# Beta Diversity Analysis, Rarefaction and Significance Tests

        

#### Notebook overview 

[1. Setup](#sus)<br>
[2. Metadata](#mdata)<br>
&nbsp;&nbsp;&nbsp;&nbsp;[2.1 _Importing metadata in panda_](#import)<br>
&nbsp;&nbsp;&nbsp;&nbsp;[2.2 _Selection of categorical variables of interest_](#selcatvar)<br>
[3. Visual inspection](#visui)<br>
&nbsp;&nbsp;&nbsp;&nbsp;[3.1 _3D PCoA plots inspection_](#3d)<br>
&nbsp;&nbsp;&nbsp;&nbsp;[3.2 _2D plot of main PCoA axis_](#2d)<br>
[4. Statistical analysis](#statistics)<br>
&nbsp;&nbsp;&nbsp;&nbsp;[4.1 _Non-parametric multivariate analysis of variance : PERMANOVA testing of variable_](#permanova)<br>
&nbsp;&nbsp;&nbsp;&nbsp;[4.2 _Adonis implementation of PERMANOVA tests : Multfactor testing_](#adonis)<br>

<a id='sus'></a>
## 1. Set_up

In [None]:
import os
import math
import matplotlib.pyplot as plt
import numpy as np
import pandas as pd
import qiime2 as q2
import seaborn as sns
from skbio import OrdinationResults
from qiime2 import Visualization
import matplotlib.pyplot as plt
from seaborn import scatterplot
from matplotlib.patches import Ellipse
import matplotlib.transforms as transforms

%matplotlib inline

In [None]:
data_dir ='project_data'

In [None]:
def confidence_ellipse(x, y, ax, n_std=3.0, facecolor='none', **kwargs):
    """
    Create a plot of the covariance confidence ellipse of *x* and *y*.

    Parameters
    ----------
    x, y : array-like, shape (n, )
        Input data.

    ax : matplotlib.axes.Axes
        The axes object to draw the ellipse into.

    n_std : float
        The number of standard deviations to determine the ellipse's radiuses.

    **kwargs
        Forwarded to `~matplotlib.patches.Ellipse`

    Returns
    -------
    matplotlib.patches.Ellipse
    """
    if x.size != y.size:
        raise ValueError("x and y must be the same size")

    cov = np.cov(x, y)
    pearson = cov[0, 1]/np.sqrt(cov[0, 0] * cov[1, 1])
    # Using a special case to obtain the eigenvalues of this
    # two-dimensional dataset.
    ell_radius_x = np.sqrt(1 + pearson)
    ell_radius_y = np.sqrt(1 - pearson)
    ellipse = Ellipse((0, 0), width=ell_radius_x * 2, height=ell_radius_y * 2,
                      facecolor=facecolor, **kwargs)

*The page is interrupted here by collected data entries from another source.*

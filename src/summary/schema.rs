//! Evidence schemas for each asset type.
//!
//! The reasoning backend fills a free-form `evidence` object; these tables pin
//! down which keys it may use, which it must use, and which numeric fields are
//! derived from other fields and must agree with them.

use chrono::{DateTime, NaiveDate, Utc};
use serde_json::{Map, Value};

use super::types::AssetType;

/// How a derived numeric field is computed from its source field.
#[derive(Debug, Clone, Copy, PartialEq, Eq)]
pub enum Derivation {
    /// Whole days from now until the timestamp in the source field.
    DaysUntil,
    /// Number of elements in the source array.
    CountOf,
}

#[derive(Debug, Clone, Copy)]
pub struct DerivedField {
    pub key: &'static str,
    pub source: &'static str,
    pub derivation: Derivation,
    pub tolerance: f64,
}

#[derive(Debug, Clone, Copy)]
pub struct EvidenceSchema {
    pub required: &'static [&'static str],
    pub optional: &'static [&'static str],
    pub derived: &'static [DerivedField],
}

const WEB: EvidenceSchema = EvidenceSchema {
    required: &[
        "common_name",
        "issuer",
        "not_after",
        "days_to_expiry",
        "key_algorithm",
        "key_size",
        "signature_algorithm",
        "san_count",
        "self_signed",
    ],
    optional: &[
        "not_before",
        "sans",
        "wildcard",
        "https_redirect",
        "security_headers",
        "organization",
    ],
    derived: &[
        DerivedField {
            key: "days_to_expiry",
            source: "not_after",
            derivation: Derivation::DaysUntil,
            tolerance: 1.0,
        },
        DerivedField {
            key: "san_count",
            source: "sans",
            derivation: Derivation::CountOf,
            tolerance: 0.0,
        },
    ],
};

const HOST: EvidenceSchema = EvidenceSchema {
    required: &["ip", "open_ports", "open_port_count", "services"],
    optional: &[
        "hostname",
        "os",
        "tls_versions",
        "ssh_password_auth",
        "cert_not_after",
        "days_to_expiry",
    ],
    derived: &[
        DerivedField {
            key: "open_port_count",
            source: "open_ports",
            derivation: Derivation::CountOf,
            tolerance: 0.0,
        },
        DerivedField {
            key: "days_to_expiry",
            source: "cert_not_after",
            derivation: Derivation::DaysUntil,
            tolerance: 1.0,
        },
    ],
};

impl EvidenceSchema {
    pub fn for_asset(asset_type: AssetType) -> &'static EvidenceSchema {
        match asset_type {
            AssetType::Web => &WEB,
            AssetType::Host => &HOST,
        }
    }

    pub fn allows(&self, key: &str) -> bool {
        self.required.contains(&key) || self.optional.contains(&key)
    }

    /// Human-readable description used in the instruction templates.
    pub fn describe(&self) -> String {
        let mut out = format!(
            "required keys: {}\noptional keys: {}",
            self.required.join(", "),
            self.optional.join(", ")
        );
        for field in self.derived {
            let rule = match field.derivation {
                Derivation::DaysUntil => format!("whole days from now until {}", field.source),
                Derivation::CountOf => format!("number of entries in {}", field.source),
            };
            out.push_str(&format!("\n{} = {}", field.key, rule));
        }
        out
    }

    /// Every schema violation in `evidence`, evaluated against `now`.
    pub fn check(&self, evidence: &Map<String, Value>, now: DateTime<Utc>) -> Vec<String> {
        let mut problems = Vec::new();

        let mut unknown: Vec<&str> = evidence
            .keys()
            .map(String::as_str)
            .filter(|key| !self.allows(key))
            .collect();
        unknown.sort_unstable();
        for key in unknown {
            problems.push(format!("evidence key \"{key}\" is not part of the schema"));
        }

        for key in self.required {
            if !evidence.contains_key(*key) {
                problems.push(format!("evidence is missing required key \"{key}\""));
            }
        }

        for field in self.derived {
            if let Some(problem) = check_derived(field, evidence, now) {
                problems.push(problem);
            }
        }

        problems
    }
}

fn check_derived(
    field: &DerivedField,
    evidence: &Map<String, Value>,
    now: DateTime<Utc>,
) -> Option<String> {
    let actual = evidence.get(field.key)?;
    // Null means "unknown" and is reported through data coverage instead.
    if actual.is_null() {
        return None;
    }
    let Some(actual) = actual.as_f64() else {
        return Some(format!("evidence \"{}\" must be a number", field.key));
    };
    let expected = match field.derivation {
        Derivation::DaysUntil => {
            let source = evidence.get(field.source)?.as_str()?;
            let deadline = parse_timestamp(source)?;
            (deadline - now).num_seconds() as f64 / 86_400.0
        }
        Derivation::CountOf => evidence.get(field.source)?.as_array()?.len() as f64,
    };

    if (actual - expected).abs() > field.tolerance + f64::EPSILON {
        Some(format!(
            "evidence \"{}\" is {} but {} implies {:.0}",
            field.key, actual, field.source, expected
        ))
    } else {
        None
    }
}

/// Accepts RFC 3339 timestamps and bare `YYYY-MM-DD` dates (midnight UTC).
pub fn parse_timestamp(raw: &str) -> Option<DateTime<Utc>> {
    if let Ok(ts) = DateTime::parse_from_rfc3339(raw) {
        return Some(ts.with_timezone(&Utc));
    }
    let date = NaiveDate::parse_from_str(raw, "%Y-%m-%d").ok()?;
    Some(date.and_hms_opt(0, 0, 0)?.and_utc())
}
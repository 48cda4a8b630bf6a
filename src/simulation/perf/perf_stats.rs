use wasm_bindgen::prelude::*;

/// Snapshot of the last tick. Timings stay at zero unless perf metrics are
/// enabled; counters are always filled.
#[wasm_bindgen]
#[derive(Clone, Debug, Default)]
pub struct PerfStats {
    pub(crate) step_ms: f64,
    pub(crate) hover_ms: f64,
    pub(crate) integrate_ms: f64,
    pub(crate) collision_ms: f64,
    pub(crate) sync_ms: f64,
    pub(crate) active_particles: u32,
    pub(crate) bounces: u32,
    pub(crate) settled: u32,
    pub(crate) recovered: u32,
    pub(crate) cursor_pushes: u32,
    pub(crate) collision_checks: u32,
    pub(crate) collisions_resolved: u32,
    pub(crate) trail_followers: u32,
    pub(crate) missing_visuals: u32,
    pub(crate) particle_count: u32,
    pub(crate) host_count: u32,
}

impl PerfStats {
    pub(crate) fn reset(&mut self) {
        *self = PerfStats::default();
    }
}

#[wasm_bindgen]
impl PerfStats {
    #[wasm_bindgen(getter)]
    pub fn step_ms(&self) -> f64 { self.step_ms }
    #[wasm_bindgen(getter)]
    pub fn hover_ms(&self) -> f64 { self.hover_ms }
    #[wasm_bindgen(getter)]
    pub fn integrate_ms(&self) -> f64 { self.integrate_ms }
    #[wasm_bindgen(getter)]
    pub fn collision_ms(&self) -> f64 { self.collision_ms }
    #[wasm_bindgen(getter)]
    pub fn sync_ms(&self) -> f64 { self.sync_ms }

    #[wasm_bindgen(getter)]
    pub fn active_particles(&self) -> u32 { self.active_particles }
    #[wasm_bindgen(getter)]
    pub fn bounces(&self) -> u32 { self.bounces }
    #[wasm_bindgen(getter)]
    pub fn settled(&self) -> u32 { self.settled }
    #[wasm_bindgen(getter)]
    pub fn recovered(&self) -> u32 { self.recovered }
    #[wasm_bindgen(getter)]
    pub fn cursor_pushes(&self) -> u32 { self.cursor_pushes }
    #[wasm_bindgen(getter)]
    pub fn collision_checks(&self) -> u32 { self.collision_checks }
    #[wasm_bindgen(getter)]
    pub fn collisions_resolved(&self) -> u32 { self.collisions_resolved }
    #[wasm_bindgen(getter)]
    pub fn trail_followers(&self) -> u32 { self.trail_followers }
    /// Particles whose visual counterpart was already gone at sync time
    #[wasm_bindgen(getter)]
    pub fn missing_visuals(&self) -> u32 { self.missing_visuals }
    #[wasm_bindgen(getter)]
    pub fn particle_count(&self) -> u32 { self.particle_count }
    #[wasm_bindgen(getter)]
    pub fn host_count(&self) -> u32 { self.host_count }
}
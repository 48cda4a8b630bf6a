pub mod boundary;
pub mod grid;
pub mod poisson;

pub use boundary::StadiumShape;
pub use grid::SpatialGrid;
//! Frame loop state machine
//!
//! One scheduler per engine. It does not know how frames are requested;
//! the driver (`requestAnimationFrame` in the browser, a plain loop in
//! tests) asks it what to do:
//!
//! - `take_start_request()` true  -> request a frame, then `arm(handle)`
//! - frame fires                  -> `begin_frame()`; false means stop here
//! - `take_cancelled()`           -> cancel each handle with the host
//!
//! `stop()` is idempotent: a pending handle is handed out for cancellation
//! exactly once.

/// Opaque id of a requested frame
#[derive(Clone, Copy, Debug, PartialEq, Eq, Hash)]
pub struct FrameHandle(pub i32);

#[derive(Debug, Default)]
pub struct AnimationScheduler {
    running: bool,
    pending: Option<FrameHandle>,
    cancelled: Vec<FrameHandle>,
    start_requested: bool,
}

impl AnimationScheduler {
    pub fn new() -> Self {
        Self::default()
    }

    /// Returns true when this call started the loop
    pub fn start(&mut self) -> bool {
        if self.running {
            return false;
        }
        self.running = true;
        self.start_requested = true;
        true
    }

    /// Returns true when this call stopped the loop
    pub fn stop(&mut self) -> bool {
        if !self.running {
            return false;
        }
        self.running = false;
        self.start_requested = false;
        if let Some(handle) = self.pending.take() {
            self.cancelled.push(handle);
        }
        true
    }

    #[inline]
    pub fn is_running(&self) -> bool {
        self.running
    }

    pub fn pending(&self) -> Option<FrameHandle> {
        self.pending
    }

    /// Record the handle of the next requested frame. A handle that arrives
    /// after `stop()` is queued for cancellation right away.
    pub fn arm(&mut self, handle: FrameHandle) -> bool {
        if !self.running {
            self.cancelled.push(handle);
            return false;
        }
        if let Some(stale) = self.pending.replace(handle) {
            self.cancelled.push(stale);
        }
        true
    }

    /// The pending frame fired. Returns whether a tick should run.
    pub fn begin_frame(&mut self) -> bool {
        self.pending = None;
        self.running
    }

    pub fn take_cancelled(&mut self) -> Vec<FrameHandle> {
        std::mem::take(&mut self.cancelled)
    }

    pub fn take_start_request(&mut self) -> bool {
        std::mem::replace(&mut self.start_requested, false)
    }
}
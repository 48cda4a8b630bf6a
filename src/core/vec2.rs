/// 2D vector in normalized host units
#[derive(Clone, Copy, Debug, Default, PartialEq)]
pub struct Vec2 {
    pub x: f32,
    pub y: f32,
}

impl Vec2 {
    pub const ZERO: Vec2 = Vec2 { x: 0.0, y: 0.0 };

    #[inline]
    pub const fn new(x: f32, y: f32) -> Self {
        Self { x, y }
    }

    /// Unit vector at `angle` radians
    #[inline]
    pub fn from_angle(angle: f32) -> Self {
        let (sin, cos) = angle.sin_cos();
        Self { x: cos, y: sin }
    }

    #[inline]
    pub fn length(&self) -> f32 {
        (self.x * self.x + self.y * self.y).sqrt()
    }

    #[inline]
    pub fn length_squared(&self) -> f32 {
        self.x * self.x + self.y * self.y
    }

    #[inline]
    pub fn dot(&self, other: Vec2) -> f32 {
        self.x * other.x + self.y * other.y
    }

    pub fn normalize(&self) -> Self {
        let len = self.length();
        if len > 0.0001 {
            Self { x: self.x / len, y: self.y / len }
        } else {
            Self::ZERO
        }
    }

    /// Rotate by an angle given as its (sin, cos) pair
    #[inline]
    pub fn rotate(&self, sin: f32, cos: f32) -> Self {
        Self {
            x: self.x * cos - self.y * sin,
            y: self.x * sin + self.y * cos,
        }
    }

    /// Rescale to at most `max` length
    #[inline]
    pub fn clamp_length(&self, max: f32) -> Self {
        let len = self.length();
        if len > max && len > 0.0 {
            *self * (max / len)
        } else {
            *self
        }
    }

    #[inline]
    pub fn is_finite(&self) -> bool {
        self.x.is_finite() && self.y.is_finite()
    }
}

impl std::ops::Add for Vec2 {
    type Output = Self;
    fn add(self, rhs: Self) -> Self {
        Self { x: self.x + rhs.x, y: self.y + rhs.y }
    }
}

impl std::ops::AddAssign for Vec2 {
    fn add_assign(&mut self, rhs: Self) {
        self.x += rhs.x;
        self.y += rhs.y;
    }
}

impl std::ops::Sub for Vec2 {
    type Output = Self;
    fn sub(self, rhs: Self) -> Self {
        Self { x: self.x - rhs.x, y: self.y - rhs.y }
    }
}

impl std::ops::SubAssign for Vec2 {
    fn sub_assign(&mut self, rhs: Self) {
        self.x -= rhs.x;
        self.y -= rhs.y;
    }
}

impl std::ops::Mul<f32> for Vec2 {
    type Output = Self;
    fn mul(self, rhs: f32) -> Self {
        Self { x: self.x * rhs, y: self.y * rhs }
    }
}

impl std::ops::MulAssign<f32> for Vec2 {
    fn mul_assign(&mut self, rhs: f32) {
        self.x *= rhs;
        self.y *= rhs;
    }
}

impl std::ops::Neg for Vec2 {
    type Output = Self;
    fn neg(self) -> Self {
        Self { x: -self.x, y: -self.y }
    }
}
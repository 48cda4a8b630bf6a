//! Trail followers
//!
//! Followers are cosmetic: they replay the parent's recent positions and
//! never take part in collisions or boundary tests.

use crate::domain::particle::{Particle, Trail};

/// Give `p` a trail of `len` followers, or drop its trail when `len == 0`.
pub fn attach_trail(p: &mut Particle, len: u8) {
    p.trail = if len == 0 { None } else { Some(Trail::new(len, p.pos)) };
}

/// Feed this tick's positions into every trail. Inactive particles have
/// their trail collapsed so it doesn't smear when they wake up.
/// Returns the number of followers that moved.
pub fn record_trails(batch: &mut [Particle]) -> u32 {
    let mut followers = 0;
    for p in batch.iter_mut() {
        let pos = p.pos;
        let active = p.is_active;
        let Some(trail) = p.trail.as_mut() else {
            continue;
        };
        if active {
            trail.record(pos);
            followers += trail.len() as u32;
        } else {
            trail.reset(pos);
        }
    }
    followers
}
use crate::core::{Rng, Vec2};
use crate::domain::config::PhysicsParams;
use crate::domain::particle::Particle;
use crate::spatial::boundary::StadiumShape;

/// What happened to one particle during a tick
#[derive(Clone, Copy, Debug, PartialEq, Eq)]
pub enum StepOutcome {
    /// Inactive, untouched
    Idle,
    Moved,
    /// Hit a wall or cap and was reflected
    Bounced,
    /// Returning particle slowed below rest speed and went inactive
    Settled,
    /// Position or velocity was non-finite and got reset
    Recovered,
}

#[derive(Clone, Copy, Debug, Default, PartialEq, Eq)]
pub struct IntegrateStats {
    pub active: u32,
    pub bounced: u32,
    pub settled: u32,
    pub recovered: u32,
}

/// Rotation is in degrees (what the style layer consumes)
const FULL_TURN: f32 = 360.0;

/// Advance one particle by one tick.
///
/// Normal physics, in order: friction, damping, jitter, integration,
/// boundary reflection, speed clamp, rotation. Returning particles only
/// decay and drift (still confined) until they come to rest.
pub fn integrate_particle(
    p: &mut Particle,
    shape: &StadiumShape,
    params: &PhysicsParams,
    rng: &mut Rng,
) -> StepOutcome {
    if !p.is_active {
        return StepOutcome::Idle;
    }

    if !(p.pos.is_finite() && p.vel.is_finite()) {
        p.pos = shape.rest_position(p.size);
        p.vel = Vec2::ZERO;
        if let Some(trail) = p.trail.as_mut() {
            trail.reset(p.pos);
        }
        return StepOutcome::Recovered;
    }

    if p.return_to_origin {
        p.vel *= params.return_decay;
        p.pos += p.vel;
        shape.confine(&mut p.pos, &mut p.vel, p.size, params.bounce);

        if p.speed() < params.rest_epsilon {
            p.vel = Vec2::ZERO;
            p.return_to_origin = false;
            p.is_active = false;
            return StepOutcome::Settled;
        }
        return StepOutcome::Moved;
    }

    p.vel *= params.friction;
    p.vel *= params.damping;

    if params.jitter > 0.0 {
        p.vel.x += rng.signed() * params.jitter;
        p.vel.y += rng.signed() * params.jitter;
    }

    p.pos += p.vel;
    let bounced = shape.reflect(&mut p.pos, &mut p.vel, p.size, params.bounce);

    p.vel = p.vel.clamp_length(params.max_speed);
    p.rotation = (p.rotation + p.rotation_speed).rem_euclid(FULL_TURN);

    if bounced {
        StepOutcome::Bounced
    } else {
        StepOutcome::Moved
    }
}

pub fn integrate_batch(
    batch: &mut [Particle],
    shape: &StadiumShape,
    params: &PhysicsParams,
    rng: &mut Rng,
) -> IntegrateStats {
    let mut stats = IntegrateStats::default();
    for p in batch.iter_mut() {
        match integrate_particle(p, shape, params, rng) {
            StepOutcome::Idle => continue,
            StepOutcome::Moved => {}
            StepOutcome::Bounced => stats.bounced += 1,
            StepOutcome::Settled => stats.settled += 1,
            StepOutcome::Recovered => stats.recovered += 1,
        }
        stats.active += 1;
    }
    stats
}
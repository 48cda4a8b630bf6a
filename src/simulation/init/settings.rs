use crate::domain::config::EngineConfig;
use crate::spatial::boundary::MarginPolicy;
use crate::spatial::grid::SpatialGrid;

use super::init;
use super::perf_stats::PerfStats;
use super::visual_sink::VisualSink;
use super::EngineCore;

/// Disabling tears everything down; enabling runs `initialize`.
pub(super) fn set_enabled<S: VisualSink>(engine: &mut EngineCore<S>, enabled: bool) {
    engine.config.enabled = enabled;
    if enabled == engine.enabled {
        return;
    }
    if enabled {
        engine.enabled = true;
        init::initialize(engine);
    } else {
        init::teardown(engine);
        engine.enabled = false;
        console_log!("pulse: disabled");
    }
}

pub(super) fn apply_config<S: VisualSink>(engine: &mut EngineCore<S>, config: EngineConfig) {
    let margins = MarginPolicy::from(&config.physics);
    for (_, entry) in engine.hosts.iter_mut() {
        entry.shape = entry.shape.with_margins(margins);
    }
    engine.grid = SpatialGrid::new(config.grid_cells);
    let enabled = config.enabled;
    engine.config = config;

    if enabled != engine.enabled {
        set_enabled(engine, enabled);
    } else if engine.enabled {
        init::full_reset(engine);
    }
}

pub(super) fn enable_perf_metrics<S: VisualSink>(engine: &mut EngineCore<S>, enabled: bool) {
    engine.perf_enabled = enabled;
}

pub(super) fn get_perf_stats<S: VisualSink>(engine: &EngineCore<S>) -> PerfStats {
    engine.perf_stats.clone()
}
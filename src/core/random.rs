//! Xorshift32 random source
//!
//! Deterministic per engine instance (seeded from config) so batches,
//! jitter and tests are reproducible. Not suitable for anything but visuals.

/// Xorshift32 step
#[inline]
pub fn xorshift32(state: &mut u32) -> u32 {
    let mut x = *state;
    x ^= x << 13;
    x ^= x >> 17;
    x ^= x << 5;
    *state = x;
    x
}

#[derive(Clone, Debug)]
pub struct Rng {
    state: u32,
}

impl Rng {
    pub fn new(seed: u32) -> Self {
        // xorshift never leaves zero
        Self { state: if seed == 0 { 0x9E37_79B9 } else { seed } }
    }

    pub fn reseed(&mut self, seed: u32) {
        *self = Self::new(seed);
    }

    #[inline]
    pub fn next_u32(&mut self) -> u32 {
        xorshift32(&mut self.state)
    }

    /// Uniform in [0, 1)
    #[inline]
    pub fn next_f32(&mut self) -> f32 {
        // 24 high bits -> exact f32 mantissa
        (self.next_u32() >> 8) as f32 / (1u32 << 24) as f32
    }

    /// Uniform in [min, max)
    #[inline]
    pub fn range(&mut self, min: f32, max: f32) -> f32 {
        min + (max - min) * self.next_f32()
    }

    /// Uniform in [-1, 1)
    #[inline]
    pub fn signed(&mut self) -> f32 {
        self.range(-1.0, 1.0)
    }

    /// Uniform integer in [min, max] (inclusive). Swapped bounds are tolerated.
    pub fn range_u32(&mut self, min: u32, max: u32) -> u32 {
        let (lo, hi) = if min <= max { (min, max) } else { (max, min) };
        let span = (hi - lo) as u64 + 1;
        lo + (self.next_u32() as u64 % span) as u32
    }

    /// Index in [0, len)
    #[inline]
    pub fn index(&mut self, len: usize) -> usize {
        if len == 0 {
            return 0;
        }
        (self.next_u32() as usize) % len
    }

    /// Random angle in [0, 2π)
    #[inline]
    pub fn angle(&mut self) -> f32 {
        self.next_f32() * std::f32::consts::TAU
    }

    #[inline]
    pub fn chance(&mut self, p: f32) -> bool {
        self.next_f32() < p
    }

    /// Weighted draw. Non-positive and non-finite weights never win.
    /// Returns `None` when no weight is usable.
    pub fn weighted_index(&mut self, weights: &[f32]) -> Option<usize> {
        let total: f32 = weights
            .iter()
            .filter(|w| w.is_finite() && **w > 0.0)
            .sum();
        if total <= 0.0 {
            return None;
        }

        let mut pick = self.next_f32() * total;
        let mut last_valid = None;
        for (i, &w) in weights.iter().enumerate() {
            if !(w.is_finite() && w > 0.0) {
                continue;
            }
            if pick < w {
                return Some(i);
            }
            pick -= w;
            last_valid = Some(i);
        }
        // float rounding at the top end
        last_valid
    }
}
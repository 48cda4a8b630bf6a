//! Pulse Engine - energy particles for pill-shaped action buttons
//!
//! A small real-time 2D simulation running in WASM: Poisson-disk
//! placement inside a stadium shape, a uniform broad-phase grid, elastic
//! collisions and a cursor force field, driven by one frame loop shared by
//! every host control on the page.
//!
//! Architecture:
//! - core/        - RNG, vector math, numeric guards, logging macros
//! - domain/      - particles, hosts, config
//! - spatial/     - boundary shape, placement, broad phase
//! - systems/     - physics and trails
//! - simulation/  - engine orchestration + wasm facade
//! - api/         - public API and frame driver

// Logging macros (must be first so every module below sees them)
#[macro_use]
pub mod core;
pub mod spatial;
pub mod domain;
pub mod systems;
pub mod simulation;
pub mod api;

use wasm_bindgen::prelude::*;

// Better error messages in debug mode
#[cfg(feature = "console_error_panic_hook")]
pub fn set_panic_hook() {
    console_error_panic_hook::set_once();
}

/// Initialize the engine
#[wasm_bindgen]
pub fn init() {
    #[cfg(feature = "console_error_panic_hook")]
    set_panic_hook();

    console_log!("pulse engine {} initialized", env!("CARGO_PKG_VERSION"));
}

/// Get engine version
#[wasm_bindgen]
pub fn version() -> String {
    env!("CARGO_PKG_VERSION").to_string()
}

// Re-export main types
pub use api::wasm::{Engine, PerfStats};
pub use domain::config::EngineConfig;
pub use domain::host::{HostId, HostProfile};
pub use simulation::{EngineCore, RenderBuffers, VisualSink};
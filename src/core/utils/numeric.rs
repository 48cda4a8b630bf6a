//! Numeric guards
//!
//! A single NaN in the shared particle list spreads through collisions to
//! every neighbour within a few frames, so every value that enters the
//! simulation from the outside goes through one of these first.

/// Returns `value` when finite, otherwise `fallback`.
#[inline]
pub fn finite_or(value: f32, fallback: f32) -> f32 {
    if value.is_finite() {
        value
    } else {
        fallback
    }
}

/// Finite check + clamp in one go. Non-finite input maps to `fallback`
/// (which is itself clamped).
#[inline]
pub fn clamp_finite(value: f32, min: f32, max: f32, fallback: f32) -> f32 {
    finite_or(value, fallback).clamp(min, max)
}

/// Clamp for externally supplied pointer coordinates: non-finite input is
/// discarded (`None`) rather than replaced.
#[inline]
pub fn finite_clamped(value: f32, min: f32, max: f32) -> Option<f32> {
    value.is_finite().then(|| value.clamp(min, max))
}

/// Clamp for frame timestamps coming from the host environment.
#[inline]
pub fn sanitize_time(now_ms: f64, last_ms: f64) -> f64 {
    if now_ms.is_finite() && now_ms >= last_ms {
        now_ms
    } else {
        last_ms
    }
}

    # Calculating the standard deviation of x from
    # the squareroot of the variance and multiplying
    # with the given number of standard deviations.
    scale_x = np.sqrt(cov[0, 0]) * n_std
    mean_x = np.mean(x)

    # calculating the standard deviation of y ...
    scale_y = np.sqrt(cov[1, 1]) * n_std
    mean_y = np.mean(y)

    transf = transforms.Affine2D() \
        .rotate_deg(45) \
        .scale(scale_x, scale_y) \
        .translate(mean_x, mean_y)

    ellipse.set_transform(transf + ax.transData)
    return ax.add_patch(ellipse)

In order to run this code, you need results of functions done on previous file : 
- `metadata` gathering is done in file A
- `diversity computation` is done in file F

<a id='sec1'></a>

<a id='mdata'></a>
## 2. Metadata

<a id='import'></a>
### 2.1. Importing metadata in panda

Metadata of refers to students additional informations we collected into the file "sample_meta_data.tsv".

In [None]:
df_meta = pd.read_csv(f'{data_dir}/sample_meta_data.tsv', sep='\t')

<a id='selcatvar'></a>
### 2.2. Selection of categorical variables of interest

In [None]:
df_cat = df_meta.select_dtypes(include=['object'])
df_cat.describe()

In [None]:
for col in df_cat.columns:
    print(col)

In [None]:
md = q2.Metadata.load(data_dir + '/sample_meta_data.tsv').to_dataframe()
pd.DataFrame([str(sorted(md[col].astype(str).unique())) for col in md.columns],
             index=pd.Index(md.columns, name='Column'), columns=['Values'])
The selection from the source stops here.